The New York task force made 15 fire safety recommendations in February. In addition to eliminating the exemption for electric utilities, requiring emergency response plans and improving on-site signage standards, the task force recommended requiring that facility personnel or representatives be able to leave the facility within 15 minutes and be on-site within four hours of an incident. Other recommendations include having local fire authorities monitor fire detection systems for battery facilities and requiring industry-funded independent peer reviews and regular safety inspections for eligible energy storage facilities, Gov. Hochul’s office said.

According to Governor Hochul’s office, New York will accept public comments on the draft fire code through September 24.

“Adopting the most current, best-in-class (battery safety) standards will ensure responsible and safe deployment of energy storage while ensuring all New Yorkers benefit from low-cost, reliable, clean energy,” said Noah Roberts, senior director of energy storage for the American Clean Power Association. “Otherwise, we risk consolidating an outdated understanding of energy storage technologies.”

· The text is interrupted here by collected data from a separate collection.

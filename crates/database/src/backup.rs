//! Point-in-time copies of the primary database.

use std::path::{Path, PathBuf};

use chrono::{Duration, NaiveDateTime, Utc};
use serde::Serialize;
use sqlx::SqlitePool;
use tokio::fs;
use tracing::{info, warn};
use utoipa::ToSchema;

use crate::errors::{DatabaseError, DatabaseResult};
use crate::time::format_timestamp;

const FILE_PREFIX: &str = "pharmacy-";
const FILE_SUFFIX: &str = ".db";
const STAMP_FORMAT: &str = "%Y%m%dT%H%M%S%3fZ";

#[derive(Debug, Clone, Serialize, ToSchema)]
pub struct BackupRecord {
    pub file_name: String,
    pub size_bytes: u64,
    pub created_at: String,
}

/// Writes `VACUUM INTO` snapshots to a directory and keeps the newest
/// `retention` of them.
#[derive(Debug, Clone)]
pub struct BackupManager {
    directory: PathBuf,
    retention: usize,
}

impl BackupManager {
    pub fn new(directory: impl Into<PathBuf>, retention: usize) -> Self {
        Self {
            directory: directory.into(),
            retention: retention.max(1),
        }
    }

    pub fn directory(&self) -> &Path {
        &self.directory
    }

    pub fn retention(&self) -> usize {
        self.retention
    }

    pub async fn create_backup(&self, pool: &SqlitePool) -> DatabaseResult<BackupRecord> {
        fs::create_dir_all(&self.directory).await.map_err(|e| {
            DatabaseError::Backup(format!(
                "failed to create backup directory {}: {e}",
                self.directory.display()
            ))
        })?;

        let now = Utc::now();
        let mut file_name = backup_file_name(now.naive_utc());
        let mut offset = 1;
        while fs::try_exists(self.directory.join(&file_name)).await.unwrap_or(false) {
            file_name = backup_file_name((now + Duration::milliseconds(offset)).naive_utc());
            offset += 1;
        }

        let path = self.directory.join(&file_name);
        let target = path.to_string_lossy().into_owned();
        sqlx::query("VACUUM INTO ?")
            .bind(&target)
            .execute(pool)
            .await?;

        let record = self.record_for(&file_name).await?;
        info!(file = %record.file_name, size_bytes = record.size_bytes, "database backup written");

        let removed = self.prune().await?;
        if !removed.is_empty() {
            info!(removed = removed.len(), "pruned old backups");
        }
        Ok(record)
    }

    /// Backups written by this manager, newest first.
    pub async fn list_backups(&self) -> DatabaseResult<Vec<BackupRecord>> {
        let mut names = self.backup_file_names().await?;
        names.sort_unstable_by(|a, b| b.cmp(a));

        let mut records = Vec::with_capacity(names.len());
        for name in names {
            records.push(self.record_for(&name).await?);
        }
        Ok(records)
    }

    /// Delete the oldest backups beyond the retention count. Returns the removed file names.
    pub async fn prune(&self) -> DatabaseResult<Vec<String>> {
        let mut names = self.backup_file_names().await?;
        names.sort_unstable_by(|a, b| b.cmp(a));

        let mut removed = Vec::new();
        for name in names.into_iter().skip(self.retention) {
            match fs::remove_file(self.directory.join(&name)).await {
                Ok(()) => removed.push(name),
                Err(error) => warn!(file = %name, %error, "failed to remove old backup"),
            }
        }
        Ok(removed)
    }

    async fn backup_file_names(&self) -> DatabaseResult<Vec<String>> {
        let mut entries = match fs::read_dir(&self.directory).await {
            Ok(entries) => entries,
            Err(error) if error.kind() == std::io::ErrorKind::NotFound => return Ok(Vec::new()),
            Err(error) => {
                return Err(DatabaseError::Backup(format!(
                    "failed to read backup directory {}: {error}",
                    self.directory.display()
                )))
            }
        };

        let mut names = Vec::new();
        while let Some(entry) = entries
            .next_entry()
            .await
            .map_err(|e| DatabaseError::Backup(e.to_string()))?
        {
            if let Some(name) = entry.file_name().to_str() {
                if parse_backup_stamp(name).is_some() {
                    names.push(name.to_string());
                }
            }
        }
        Ok(names)
    }

    async fn record_for(&self, file_name: &str) -> DatabaseResult<BackupRecord> {
        let metadata = fs::metadata(self.directory.join(file_name))
            .await
            .map_err(|e| DatabaseError::Backup(format!("failed to stat {file_name}: {e}")))?;
        let created_at = parse_backup_stamp(file_name)
            .map(|stamp| format_timestamp(stamp.and_utc()))
            .ok_or_else(|| DatabaseError::Backup(format!("unexpected backup name {file_name}")))?;

        Ok(BackupRecord {
            file_name: file_name.to_string(),
            size_bytes: metadata.len(),
            created_at,
        })
    }
}

fn backup_file_name(at: NaiveDateTime) -> String {
    format!("{FILE_PREFIX}{}{FILE_SUFFIX}", at.format(STAMP_FORMAT))
}

fn parse_backup_stamp(file_name: &str) -> Option<NaiveDateTime> {
    let stamp = file_name
        .strip_prefix(FILE_PREFIX)?
        .strip_suffix(FILE_SUFFIX)?;
    NaiveDateTime::parse_from_str(stamp, STAMP_FORMAT).ok()
}

#[cfg(test)]
mod tests {
    use super::*;
    use crate::test_support::{seed_customer, test_pool};
    use tempfile::TempDir;

    #[test]
    fn only_manager_file_names_are_recognised() {
        assert!(parse_backup_stamp("pharmacy-20250102T030405123Z.db").is_some());
        assert!(parse_backup_stamp("pharmacy-latest.db").is_none());
        assert!(parse_backup_stamp("notes.txt").is_none());
        assert!(parse_backup_stamp("../pharmacy-20250102T030405123Z.db").is_none());
    }

    #[tokio::test]
    async fn backup_contains_current_rows() {
        let (pool, _db_dir) = test_pool().await;
        seed_customer(&pool, "kept@example.com").await;
        let backup_dir = TempDir::new().unwrap();
        let manager = BackupManager::new(backup_dir.path().join("snapshots"), 3);

        let record = manager.create_backup(&pool).await.unwrap();
        assert!(record.size_bytes > 0);
        assert!(record.file_name.starts_with("pharmacy-"));

        let copy = sqlx::SqlitePool::connect(&format!(
            "sqlite://{}",
            manager.directory().join(&record.file_name).display()
        ))
        .await
        .unwrap();
        let (count,): (i64,) = sqlx::query_as("SELECT COUNT(*) FROM customers")
            .fetch_one(&copy)
            .await
            .unwrap();
        assert_eq!(count, 1);
    }

    #[tokio::test]
    async fn retention_keeps_newest_backups() {
        let (pool, _db_dir) = test_pool().await;
        let backup_dir = TempDir::new().unwrap();
        std::fs::write(backup_dir.path().join("unrelated.txt"), b"keep me").unwrap();
        let manager = BackupManager::new(backup_dir.path(), 2);

        let mut created = Vec::new();
        for _ in 0..4 {
            created.push(manager.create_backup(&pool).await.unwrap().file_name);
            tokio::time::sleep(std::time::Duration::from_millis(5)).await;
        }

        let listed: Vec<String> = manager
            .list_backups()
            .await
            .unwrap()
            .into_iter()
            .map(|record| record.file_name)
            .collect();
        assert_eq!(listed, vec![created[3].clone(), created[2].clone()]);
        assert!(backup_dir.path().join("unrelated.txt").exists());
    }

    #[tokio::test]
    async fn listing_missing_directory_is_empty() {
        let backup_dir = TempDir::new().unwrap();
        let manager = BackupManager::new(backup_dir.path().join("absent"), 5);
        assert!(manager.list_backups().await.unwrap().is_empty());
    }
}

ACP released a Model Regulation for the Safety of Energy Storage for state and local governments to incorporate “the rigorous, expert-developed, evidence-based safety rules” set forth in the National Fire Protection Association’s 855 standard, Roberts added.

The proposed improvements to the New York fire code only apply to lithium-ion battery storage systems with a capacity greater than 600 kWh, the design languageThey exclude smaller battery arrays and storage facilities that use non-lithium technologies, some of which can cost-effectively discharge energy over periods longer than the typical 1- to 4-hour discharge duration of lithium-ion batteries.

As part of his plan to implement 6 GW of energy storage New York aims to have 20% of large-scale storage procurements consist of storage resources with a discharge duration of 8 hours by 2030.

Such longer-duration storage resources include conventional battery-free systems, such as the 1.2-GW Blenheim-Gilboa pumped hydroelectric power project in the Catskill Mountains of New York, and emerging technologies such as Hydrostor’s advanced compressed air energy storage system.

They also include non-lithium battery chemistries with lower fire risk, such as The organic flow of CMBlu And Zinc Manganese Dioxide Batteries from Urban Electric Power.

The U.S. Department of Energy will cover half of the $13.1 million cost of two large-scale Urban Electric Power facilities scheduled to come online in 2028. The New York Power Authority said last week. Each 300-kW facility can discharge for 12 hours or more, according to NYPA.